%%

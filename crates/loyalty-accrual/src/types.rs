//! Accrual protocol types.

use std::time::Duration;

use rust_decimal::Decimal;
use serde::{Deserialize, Deserializer, Serialize};

use loyalty_core::OrderStatus;

/// The service's verdict on one order.
#[derive(Debug, Clone, PartialEq, Eq, Serialize, Deserialize)]
pub struct AccrualDecision {
    /// Order number the decision is about.
    pub order: String,
    /// Status to set on the order verbatim. `NEW` is never a valid answer;
    /// the client rejects it.
    pub status: OrderStatus,
    /// Points earned; absent or `null` means zero.
    #[serde(
        default,
        serialize_with = "rust_decimal::serde::float::serialize",
        deserialize_with = "zero_if_null"
    )]
    pub accrual: Decimal,
}

fn zero_if_null<'de, D>(deserializer: D) -> Result<Decimal, D::Error>
where
    D: Deserializer<'de>,
{
    let accrual = rust_decimal::serde::float_option::deserialize(deserializer)?;
    Ok(accrual.unwrap_or_default())
}

/// Classified answer to a single accrual lookup.
#[derive(Debug, Clone, PartialEq, Eq)]
pub enum AccrualReply {
    /// The service has a decision for the order.
    Decision(AccrualDecision),
    /// The service has no record of the order yet.
    Unknown,
    /// The service is rate limiting us. No other order may be polled until
    /// `retry_after` has elapsed; `None` means the header was missing or
    /// unreadable.
    Overloaded {
        /// Wait requested through `Retry-After`.
        retry_after: Option<Duration>,
    },
}

#[cfg(test)]
mod tests {
    use super::*;
    use rust_decimal_macros::dec;

    #[test]
    fn null_accrual_is_zero() {
        let decision: AccrualDecision =
            serde_json::from_str(r#"{"order":"3182649","status":"PROCESSING","accrual":null}"#)
                .unwrap();
        assert_eq!(decision.status, OrderStatus::Processing);
        assert_eq!(decision.accrual, Decimal::ZERO);
    }

    #[test]
    fn fractional_accrual_is_kept() {
        let decision: AccrualDecision =
            serde_json::from_str(r#"{"order":"3182649","status":"PROCESSED","accrual":729.98}"#)
                .unwrap();
        assert_eq!(decision.accrual, dec!(729.98));
    }
}
//! Accrual reconciler.
//!
//! A single background task that repeatedly sweeps every order still waiting
//! for an accrual decision, asks the accrual service about each one in turn,
//! and writes the answer back through the store.
//!
//! # Scheduling
//!
//! Passes never overlap: the next pass is only scheduled once the current one
//! has finished. The delay before the next pass is the default interval,
//! unless the accrual service rate limited us, in which case the pass is cut
//! short and the delay is whatever the service asked for.
//!
//! # Failure handling
//!
//! A failure on one order (transport, 500, malformed body, storage) is logged
//! and the pass moves on. The order keeps its status and is polled again on
//! the next pass. Failing to list the waiting orders skips the whole pass.

use std::sync::Arc;
use std::time::Duration;

use rust_decimal::Decimal;
use tokio_util::sync::CancellationToken;

use loyalty_accrual::{AccrualClient, AccrualDecision, AccrualReply};
use loyalty_core::Order;
use loyalty_store::{AccrualOutcome, Store};

/// Delay between passes when nothing asks for longer.
pub const DEFAULT_POLL_INTERVAL: Duration = Duration::from_secs(3);

/// Reconciler tuning.
#[derive(Debug, Clone, Copy)]
pub struct ReconcilerConfig {
    /// Delay between passes, and the fallback wait when the accrual service
    /// rate limits without saying for how long.
    pub default_interval: Duration,
}

impl Default for ReconcilerConfig {
    fn default() -> Self {
        Self {
            default_interval: DEFAULT_POLL_INTERVAL,
        }
    }
}

/// Summary of one reconciliation pass.
#[derive(Debug, Clone, Copy, Default, PartialEq, Eq)]
pub struct PassOutcome {
    /// Orders the accrual service was asked about.
    pub polled: usize,
    /// Decisions written to the store.
    pub applied: usize,
    /// Orders the service does not know yet.
    pub unknown: usize,
    /// Orders that failed (service or storage).
    pub failed: usize,
    /// Set when the pass was cut short by rate limiting: how long to wait
    /// before polling anything again.
    pub backoff: Option<Duration>,
}

impl PassOutcome {
    /// Whether the pass ended early because of rate limiting.
    #[must_use]
    pub fn was_rate_limited(&self) -> bool {
        self.backoff.is_some()
    }
}

/// The accrual reconciler.
pub struct Reconciler {
    store: Arc<dyn Store>,
    client: AccrualClient,
    config: ReconcilerConfig,
}

impl Reconciler {
    /// Create a reconciler.
    #[must_use]
    pub fn new(store: Arc<dyn Store>, client: AccrualClient, config: ReconcilerConfig) -> Self {
        Self {
            store,
            client,
            config,
        }
    }

    /// Run passes until `shutdown` is cancelled.
    ///
    /// Cancellation may abandon a pass between or during accrual requests;
    /// every store write is a single atomic operation, so nothing is left
    /// half-applied.
    pub async fn run(&self, shutdown: CancellationToken) {
        tracing::info!(
            accrual_url = %self.client.base_url(),
            interval = ?self.config.default_interval,
            "Reconciler started"
        );

        loop {
            let delay = tokio::select! {
                biased;
                () = shutdown.cancelled() => break,
                outcome = self.run_pass() => self.next_delay(&outcome),
            };

            tokio::select! {
                biased;
                () = shutdown.cancelled() => break,
                () = tokio::time::sleep(delay) => {}
            }
        }

        tracing::info!("Reconciler stopped");
    }

    /// Delay before the pass after one that ended with `outcome`.
    #[must_use]
    pub fn next_delay(&self, outcome: &PassOutcome) -> Duration {
        outcome.backoff.unwrap_or(self.config.default_interval)
    }

    /// Run a single pass over every waiting order.
    pub async fn run_pass(&self) -> PassOutcome {
        let mut outcome = PassOutcome::default();

        let orders = match self.store.list_waiting_orders().await {
            Ok(orders) => orders,
            Err(e) => {
                tracing::error!(error = %e, "Failed to list waiting orders; skipping pass");
                return outcome;
            }
        };

        if orders.is_empty() {
            return outcome;
        }
        tracing::debug!(count = orders.len(), "Reconciliation pass started");

        for order in &orders {
            outcome.polled += 1;

            match self.client.fetch(&order.number).await {
                Ok(AccrualReply::Decision(decision)) => {
                    if self.apply(order, &decision).await {
                        outcome.applied += 1;
                    } else {
                        outcome.failed += 1;
                    }
                }
                Ok(AccrualReply::Unknown) => {
                    tracing::debug!(order = %order.number, "Order not yet known to accrual service");
                    outcome.unknown += 1;
                }
                Ok(AccrualReply::Overloaded { retry_after }) => {
                    let wait = retry_after.unwrap_or(self.config.default_interval);
                    tracing::warn!(
                        order = %order.number,
                        wait_secs = wait.as_secs(),
                        remaining = orders.len() - outcome.polled,
                        "Accrual service rate limited; ending pass early"
                    );
                    outcome.backoff = Some(wait);
                    break;
                }
                Err(e) => {
                    tracing::warn!(order = %order.number, error = %e, "Accrual lookup failed");
                    outcome.failed += 1;
                }
            }
        }

        tracing::debug!(
            polled = outcome.polled,
            applied = outcome.applied,
            unknown = outcome.unknown,
            failed = outcome.failed,
            rate_limited = outcome.was_rate_limited(),
            "Reconciliation pass finished"
        );
        outcome
    }

    /// Write one decision back. Returns `false` if the write failed.
    async fn apply(&self, order: &Order, decision: &AccrualDecision) -> bool {
        if decision.order != order.number {
            tracing::warn!(
                order = %order.number,
                reported = %decision.order,
                "Accrual service answered for a different order number"
            );
        }

        match self
            .store
            .apply_accrual(&order.number, decision.status, decision.accrual)
            .await
        {
            Ok(AccrualOutcome::Applied { credited, balance }) => {
                if credited > Decimal::ZERO {
                    tracing::info!(
                        order = %order.number,
                        user_id = %order.user_id,
                        status = %decision.status,
                        credited = %credited,
                        balance = ?balance,
                        "Accrual credited"
                    );
                } else if decision.status != order.status {
                    tracing::debug!(
                        order = %order.number,
                        from = %order.status,
                        to = %decision.status,
                        "Order status updated"
                    );
                }
                true
            }
            Ok(AccrualOutcome::AlreadyFinal { status }) => {
                tracing::warn!(
                    order = %order.number,
                    status = %status,
                    "Order settled concurrently; decision ignored"
                );
                true
            }
            Err(e) => {
                tracing::error!(order = %order.number, error = %e, "Failed to apply accrual decision");
                false
            }
        }
    }
}

impl std::fmt::Debug for Reconciler {
    fn fmt(&self, f: &mut std::fmt::Formatter<'_>) -> std::fmt::Result {
        f.debug_struct("Reconciler")
            .field("client", &self.client)
            .field("config", &self.config)
            .finish_non_exhaustive()
    }
}

#[cfg(test)]
mod tests {
    use super::*;

    #[test]
    fn default_interval_is_three_seconds() {
        assert_eq!(
            ReconcilerConfig::default().default_interval,
            Duration::from_secs(3)
        );
    }

    #[test]
    fn backoff_replaces_default_delay_once() {
        let store: Arc<dyn Store> = Arc::new(loyalty_store::MemoryStore::new());
        let client = AccrualClient::new("http://localhost:1", Duration::from_secs(1)).unwrap();
        let reconciler = Reconciler::new(store, client, ReconcilerConfig::default());

        let limited = PassOutcome {
            backoff: Some(Duration::from_secs(60)),
            ..PassOutcome::default()
        };
        assert_eq!(reconciler.next_delay(&limited), Duration::from_secs(60));
        assert_eq!(
            reconciler.next_delay(&PassOutcome::default()),
            DEFAULT_POLL_INTERVAL
        );
    }
}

%%

> _What to do_
Find every line of the data that includes the string "async". Copy each of those lines.

> _Exercise solution_
    pub async fn run(&self, shutdown: CancellationToken) {
    pub async fn run_pass(&self) -> PassOutcome {
    async fn apply(&self, order: &Order, decision: &AccrualDecision) -> bool {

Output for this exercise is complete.